Hunky Husband and I have, over the years, supported three institutions of higher learning, including endowing small scholarships at two of them. Each school has a way of telling their donors thank you. This past week we received hand-written thank you notes from four students who had benefited from the scholarship that we established at Missouri School of Science and Technology - with photographs of the youngsters. I wrote "hand-written", but they were hand lettered, one assumes because cursive is no longer taught in primary schools in many of our states. (I wonder if lettering is still taught in engineering drawing - called drafting in our day - classes or if they learn only to use software.)
I must say that the current crop of youngsters looks no dorkier than did their predecessors of HH's and my generation.
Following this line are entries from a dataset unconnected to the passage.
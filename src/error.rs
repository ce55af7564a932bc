//! Error types for the record service
//!
//! One enum per layer: cache, persistence and transport. Cache errors never
//! reach the transport layer; store errors map onto API errors one-to-one.

use axum::{
    extract::rejection::{JsonRejection, PathRejection, QueryRejection},
    http::StatusCode,
    response::{IntoResponse, Response},
    Json,
};
use thiserror::Error;

use crate::models::ErrorResponse;

// == Cache Error Enum ==
/// Failures raised by a cache store backend.
///
/// These are always absorbed by the cache layer and logged.
#[derive(Error, Debug)]
pub enum CacheError {
    /// Backend could not be reached
    #[error("Cache unavailable: {0}")]
    Unavailable(String),

    /// Backend rejected the operation
    #[error("Cache operation failed: {0}")]
    OperationFailed(String),

    /// Entry could not be encoded or decoded
    #[error("Cache serialization error: {0}")]
    Serialization(String),
}

// == Store Error Enum ==
/// Failures raised by the persistence store.
#[derive(Error, Debug, Clone, PartialEq, Eq)]
pub enum StoreError {
    /// No record matched the lookup
    #[error("{0}")]
    NotFound(String),

    /// Uniqueness or reference constraint violated
    #[error("{0}")]
    Constraint(String),
}

// == API Error Enum ==
/// Unified error type for the HTTP surface.
#[derive(Error, Debug)]
pub enum ApiError {
    /// Input failed validation
    #[error("Validation failed: {0}")]
    Validation(String),

    /// Target record or page is absent
    #[error("{0}")]
    NotFound(String),

    /// Duplicate unique key or dangling reference
    #[error("{0}")]
    Conflict(String),
}

impl From<StoreError> for ApiError {
    fn from(err: StoreError) -> Self {
        match err {
            StoreError::NotFound(msg) => ApiError::NotFound(msg),
            StoreError::Constraint(msg) => ApiError::Conflict(msg),
        }
    }
}

// Extractor rejections are input validation failures.
impl From<JsonRejection> for ApiError {
    fn from(rejection: JsonRejection) -> Self {
        ApiError::Validation(rejection.body_text())
    }
}

impl From<PathRejection> for ApiError {
    fn from(rejection: PathRejection) -> Self {
        ApiError::Validation(rejection.body_text())
    }
}

impl From<QueryRejection> for ApiError {
    fn from(rejection: QueryRejection) -> Self {
        ApiError::Validation(rejection.body_text())
    }
}

// == IntoResponse Implementation ==
impl IntoResponse for ApiError {
    fn into_response(self) -> Response {
        let (status, message) = match &self {
            ApiError::Validation(msg) => (StatusCode::UNPROCESSABLE_ENTITY, msg.clone()),
            ApiError::NotFound(msg) => (StatusCode::NOT_FOUND, msg.clone()),
            ApiError::Conflict(msg) => (StatusCode::BAD_REQUEST, msg.clone()),
        };

        (status, Json(ErrorResponse::new(message))).into_response()
    }
}

// == Result Type Aliases ==
/// Convenience Result type for handlers and the record service.
pub type Result<T> = std::result::Result<T, ApiError>;

/// Result type for cache store operations.
pub type CacheResult<T> = std::result::Result<T, CacheError>;

/// Result type for persistence store operations.
pub type StoreResult<T> = std::result::Result<T, StoreError>;
//! Response DTOs for the record service API
//!
//! Defines the structure of outgoing HTTP response bodies. Records themselves
//! are serialized straight from `Parent` / `Child`.

use serde::Serialize;

use crate::cache::ListCacheStats;

/// Response body for DELETE /parents/:id and DELETE /children/:id
#[derive(Debug, Clone, Serialize)]
pub struct DeleteResponse {
    /// Success message
    pub detail: String,
}

impl DeleteResponse {
    pub fn parent(id: i64) -> Self {
        Self {
            detail: format!("Parent with ID {} deleted successfully", id),
        }
    }

    pub fn child(id: i64) -> Self {
        Self {
            detail: format!("Child with ID {} deleted successfully", id),
        }
    }
}

/// Response body for the stats endpoint (GET /stats)
#[derive(Debug, Clone, Serialize)]
pub struct StatsResponse {
    /// List reads served from the cache
    pub hits: u64,
    /// List reads that went to the store
    pub misses: u64,
    /// Pages written back after a miss
    pub write_backs: u64,
    /// Per-kind invalidations performed
    pub invalidations: u64,
    /// Cache failures absorbed by the cache layer
    pub cache_errors: u64,
    /// Hit rate (hits / (hits + misses))
    pub hit_rate: f64,
}

impl From<ListCacheStats> for StatsResponse {
    fn from(stats: ListCacheStats) -> Self {
        Self {
            hits: stats.hits,
            misses: stats.misses,
            write_backs: stats.write_backs,
            invalidations: stats.invalidations,
            cache_errors: stats.cache_errors,
            hit_rate: stats.hit_rate(),
        }
    }
}

/// Response body for the health endpoint (GET /health)
#[derive(Debug, Clone, Serialize)]
pub struct HealthResponse {
    /// Health status (e.g., "healthy")
    pub status: String,
    /// Current timestamp in ISO 8601 format
    pub timestamp: String,
}

impl HealthResponse {
    /// Creates a new HealthResponse with current timestamp
    pub fn healthy() -> Self {
        Self {
            status: "healthy".to_string(),
            timestamp: chrono::Utc::now().to_rfc3339(),
        }
    }
}

/// Error response body for all error conditions
#[derive(Debug, Clone, Serialize)]
pub struct ErrorResponse {
    /// Error message describing what went wrong
    pub detail: String,
}

impl ErrorResponse {
    pub fn new(detail: impl Into<String>) -> Self {
        Self {
            detail: detail.into(),
        }
    }
}
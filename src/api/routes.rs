//! API Routes
//!
//! Configures the Axum router with the record endpoints.

use axum::{routing::get, Router};
use tower_http::{
    cors::{Any, CorsLayer},
    trace::TraceLayer,
};

use super::handlers::{
    create_child_handler, create_parent_handler, delete_child_handler, delete_parent_handler,
    get_child_handler, get_parent_handler, health_handler, list_children_handler,
    list_parents_handler, stats_handler, update_child_handler, update_parent_handler, AppState,
};

/// Creates the main router with all endpoints configured.
///
/// # Endpoints
/// - `POST /parents`, `GET /parents?skip=&limit=`
/// - `GET|PUT|DELETE /parents/:id`
/// - `POST /children`, `GET /children?skip=&limit=`
/// - `GET|PUT|DELETE /children/:id`
/// - `GET /stats` - List cache statistics
/// - `GET /health` - Health check endpoint
///
/// Collection paths answer with and without a trailing slash.
pub fn create_router(state: AppState) -> Router {
    let cors = CorsLayer::new()
        .allow_origin(Any)
        .allow_methods(Any)
        .allow_headers(Any);

    let parents = get(list_parents_handler).post(create_parent_handler);
    let children = get(list_children_handler).post(create_child_handler);

    Router::new()
        .route("/parents", parents.clone())
        .route("/parents/", parents)
        .route(
            "/parents/:id",
            get(get_parent_handler)
                .put(update_parent_handler)
                .delete(delete_parent_handler),
        )
        .route("/children", children.clone())
        .route("/children/", children)
        .route(
            "/children/:id",
            get(get_child_handler)
                .put(update_child_handler)
                .delete(delete_child_handler),
        )
        .route("/stats", get(stats_handler))
        .route("/health", get(health_handler))
        .layer(cors)
        .layer(TraceLayer::new_for_http())
        .with_state(state)
}
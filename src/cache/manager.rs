//! Read-Through List Cache
//!
//! Serves list pages from the cache store when a current entry exists and
//! falls back to the persistence store otherwise, writing the live page back
//! with the configured TTL.

use std::future::Future;
use std::sync::Arc;
use std::time::Duration;

use serde::de::DeserializeOwned;
use serde::{Deserialize, Serialize};
use tracing::{debug, trace, warn};

use crate::cache::invalidation::{Generations, Invalidator};
use crate::cache::keys::{list_key, EntityKind};
use crate::cache::stats::{CacheCounters, ListCacheStats};
use crate::cache::CacheStore;
use crate::config::EmptyListPolicy;
use crate::error::{StoreError, StoreResult};
use crate::models::PageWindow;

/// Stored shape of a cached page. `items` uses the same serde
/// representation as a direct response.
#[derive(Serialize)]
struct CachedPageRef<'a, T> {
    generation: u64,
    items: &'a [T],
}

#[derive(Deserialize)]
struct CachedPage<T> {
    generation: u64,
    items: Vec<T>,
}

/// Read-through cache for list endpoints.
pub struct ListCache {
    store: Arc<dyn CacheStore>,
    generations: Arc<Generations>,
    counters: Arc<CacheCounters>,
    ttl: Duration,
    empty_list_policy: EmptyListPolicy,
}

impl ListCache {
    /// Creates a list cache over an injected store.
    ///
    /// Empty pages default to [`EmptyListPolicy::NotFound`].
    pub fn new(store: Arc<dyn CacheStore>, ttl: Duration) -> Self {
        Self {
            store,
            generations: Arc::new(Generations::new()),
            counters: Arc::new(CacheCounters::default()),
            ttl,
            empty_list_policy: EmptyListPolicy::default(),
        }
    }

    pub fn with_empty_list_policy(mut self, policy: EmptyListPolicy) -> Self {
        self.empty_list_policy = policy;
        self
    }

    /// Returns an invalidator sharing this cache's store and generations.
    pub fn invalidator(&self) -> Invalidator {
        Invalidator::new(
            self.store.clone(),
            self.generations.clone(),
            self.counters.clone(),
        )
    }

    pub fn stats(&self) -> ListCacheStats {
        self.counters.snapshot()
    }

    pub fn ttl(&self) -> Duration {
        self.ttl
    }

    /// Returns one page of `kind`, from cache when possible.
    ///
    /// `fetch` is the persistence query for the window and is only called on
    /// a miss. Its errors propagate untouched and nothing is cached for them.
    /// An empty page under the `NotFound` policy is reported as
    /// `StoreError::NotFound` and likewise not cached.
    pub async fn get_list<T, F, Fut>(
        &self,
        kind: EntityKind,
        window: PageWindow,
        fetch: F,
    ) -> StoreResult<Vec<T>>
    where
        T: Serialize + DeserializeOwned,
        F: FnOnce(PageWindow) -> Fut,
        Fut: Future<Output = StoreResult<Vec<T>>>,
    {
        let key = list_key(kind, window);
        let generation = self.generations.current(kind);

        if let Some(items) = self.lookup(&key, generation).await {
            self.counters.record_hit();
            trace!(%key, count = items.len(), "List cache hit");
            return Ok(items);
        }

        self.counters.record_miss();
        trace!(%key, "List cache miss");
        let items = fetch(window).await?;

        if items.is_empty() && self.empty_list_policy == EmptyListPolicy::NotFound {
            return Err(StoreError::NotFound(format!("No {} found", kind)));
        }

        self.write_back(kind, &key, generation, &items).await;
        Ok(items)
    }

    async fn lookup<T: DeserializeOwned>(&self, key: &str, generation: u64) -> Option<Vec<T>> {
        let bytes = match self.store.get(key).await {
            Ok(Some(bytes)) => bytes,
            Ok(None) => return None,
            Err(err) => {
                self.counters.record_cache_error();
                warn!(%key, error = %err, "Cache read failed, falling back to store");
                return None;
            }
        };

        match serde_json::from_slice::<CachedPage<T>>(&bytes) {
            Ok(page) if page.generation == generation => Some(page.items),
            Ok(page) => {
                debug!(
                    %key,
                    cached = page.generation,
                    current = generation,
                    "Discarding list page from an older generation"
                );
                None
            }
            Err(err) => {
                self.counters.record_cache_error();
                warn!(%key, error = %err, "Cached list page could not be decoded");
                None
            }
        }
    }

    async fn write_back<T: Serialize>(
        &self,
        kind: EntityKind,
        key: &str,
        generation: u64,
        items: &[T],
    ) {
        if self.generations.current(kind) != generation {
            debug!(%key, "Skipping write-back, list was invalidated during the query");
            return;
        }

        let bytes = match serde_json::to_vec(&CachedPageRef { generation, items }) {
            Ok(bytes) => bytes,
            Err(err) => {
                self.counters.record_cache_error();
                warn!(%key, error = %err, "List page could not be encoded for caching");
                return;
            }
        };

        match self.store.set(key, &bytes, self.ttl).await {
            Ok(()) => self.counters.record_write_back(),
            Err(err) => {
                self.counters.record_cache_error();
                warn!(%key, error = %err, "Failed to cache list page");
            }
        }
    }
}
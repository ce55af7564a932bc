//! Persistence Module
//!
//! The source of truth for parents and children. The cache layer only ever
//! sees this through the [`Repository`] trait.

mod memory;

pub use memory::InMemoryRepository;

use async_trait::async_trait;

use crate::error::StoreResult;
use crate::models::{Child, ChildPatch, NewChild, NewParent, PageWindow, Parent, ParentPatch};

/// Record storage with referential integrity.
///
/// Implementations enforce email uniqueness (case-insensitive), reject
/// children whose parent does not exist, and cascade parent deletes to the
/// parent's children. Pages are ordered by insertion.
#[async_trait]
pub trait Repository: Send + Sync {
    async fn create_parent(&self, parent: NewParent) -> StoreResult<Parent>;

    async fn create_child(&self, child: NewChild) -> StoreResult<Child>;

    /// Returns a page of parents, each with its children embedded.
    async fn list_parents(&self, window: PageWindow) -> StoreResult<Vec<Parent>>;

    async fn list_children(&self, window: PageWindow) -> StoreResult<Vec<Child>>;

    async fn get_parent(&self, id: i64) -> StoreResult<Parent>;

    async fn get_child(&self, id: i64) -> StoreResult<Child>;

    async fn update_parent(&self, id: i64, patch: ParentPatch) -> StoreResult<Parent>;

    async fn update_child(&self, id: i64, patch: ChildPatch) -> StoreResult<Child>;

    /// Deletes the parent and all of its children in one step.
    ///
    /// Returns the number of children removed with it.
    async fn delete_parent(&self, id: i64) -> StoreResult<usize>;

    async fn delete_child(&self, id: i64) -> StoreResult<()>;
}
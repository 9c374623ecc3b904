use criterion::{Criterion, criterion_group, criterion_main};
use std::hint::black_box;

use minic::compiler::core::compile;
use minic::lexer::core::lex;
use minic::parser::core::parse;

fn program_with_declarations(count: usize) -> String {
    let mut src = String::new();
    for i in 0..count {
        src.push_str(&format!("int v{i} = {} + {};\n", i, i + 1));
    }
    src
}

fn bench_compile(c: &mut Criterion) {
    let src = program_with_declarations(200);
    let tokens = lex("bench.mc", &src).unwrap();
    let ast = parse("bench.mc", &src, &tokens).unwrap();

    c.bench_function("compile_200_declarations", |b| {
        b.iter(|| compile(black_box(&ast)).unwrap())
    });
}

criterion_group!(benches, bench_compile);
criterion_main!(benches);
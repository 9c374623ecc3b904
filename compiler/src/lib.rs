//! minic: a single-pass compiler for a small C-like teaching language.
//!
//! The pipeline is strictly sequential: [`lexer`] turns source text into
//! tokens, [`parser`] builds an abstract syntax tree with precedence
//! climbing, [`compiler::semantics`] runs scoped type checking, and
//! [`compiler::codegen`] lowers the checked tree to x86-64 assembly text.

pub mod compiler;
pub mod lexer;
pub mod parser;
pub mod utils;
//! Thin wrapper around the system C compiler driver, used to assemble and
//! link the generated `.s` file into an executable.

use std::io;
use std::process::{Command, Output};
use thiserror::Error;

#[derive(Debug, Error)]
pub enum AssembleError {
    #[error("IO error: {0}")]
    Io(#[from] io::Error),
    #[error("assembler driver exited with code {0}: {1}")]
    ExitFailure(i32, String),
    #[error("no suitable assembler driver (cc, gcc or clang) found in $PATH")]
    NotFound,
}

fn detect_driver() -> Result<String, AssembleError> {
    fn is_available(binary: &str) -> bool {
        Command::new(binary)
            .arg("--version")
            .output()
            .map(|o| o.status.success())
            .unwrap_or(false)
    }

    for candidate in ["cc", "gcc", "clang"] {
        if is_available(candidate) {
            return Ok(candidate.to_string());
        }
    }

    Err(AssembleError::NotFound)
}

/// Assemble and link a generated `.s` file into an executable.
///
/// * `src_path` – path to the assembly file
/// * `out_path` – desired output executable path
pub fn assemble(src_path: &str, out_path: &str) -> Result<(), AssembleError> {
    let driver = detect_driver()?;

    let mut cmd = Command::new(&driver);
    cmd.arg(src_path).arg("-o").arg(out_path);

    let Output { status, stderr, .. } = cmd.output()?;

    if status.success() {
        Ok(())
    } else {
        let code = status.code().unwrap_or(-1);
        Err(AssembleError::ExitFailure(
            code,
            String::from_utf8_lossy(&stderr).into(),
        ))
    }
}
Fairly recently, I've added a blog to my Favorites:tehachap | Life is good! (wordpress.com).I don't recall how I found it, presumably because the owner had left a comment on one of the blogs that I visit. I would give credit were it possible. I was drawn to Tehachap for two reasons: 1) Tehachapi CA is one of my favorite places in the USA, and 2) I thought that I might have "known" the owner some years ago when I was newer to blogging (it turned out to be a different person). My visit turned out to be fortuitous. As I've mentioned previously, Hunky Husband has, for the past few years, been heading down the road in Dementialand - most probably Alzheimer's as his mother's autopsy confirmed that she had it. Tehachap's husband is also on a road in Dementialand. In the short time in which I've read her blog, Tehachap has provided links to many helpful websites. Yesterday, I added one of them to the 4 FUN & ENLIGHTENMENT Typelist in the right-hand column. I highly recommend the site to anyone who wishes to know more about dementia. *
The following is from the When Dementia Knocks website, from which site I have lifted the term "Dementialand".
About the Author
Dr. Elaine Eshbaugh is a professor of Gerontology and Family Studies and has coordinated UNI’s Gerontology program since 2007. She has a master’s and PhD in Human Development and Family Studies from Iowa State University, and has been published in research journals such as the Journal of Poverty, Journal of Community Health Nursing, Gerontology & Geriatrics Education, and the Journal of Community Psychology. Dr. Eshbaugh has more than 30 research publications in empirical journals. She teaches courses such as Research Methods, Family Relationships, Psychology of Aging, and Families, Alzheimer’s & Related Dementias. She has collaborated with various continuing care communities, adult day services, and hospices.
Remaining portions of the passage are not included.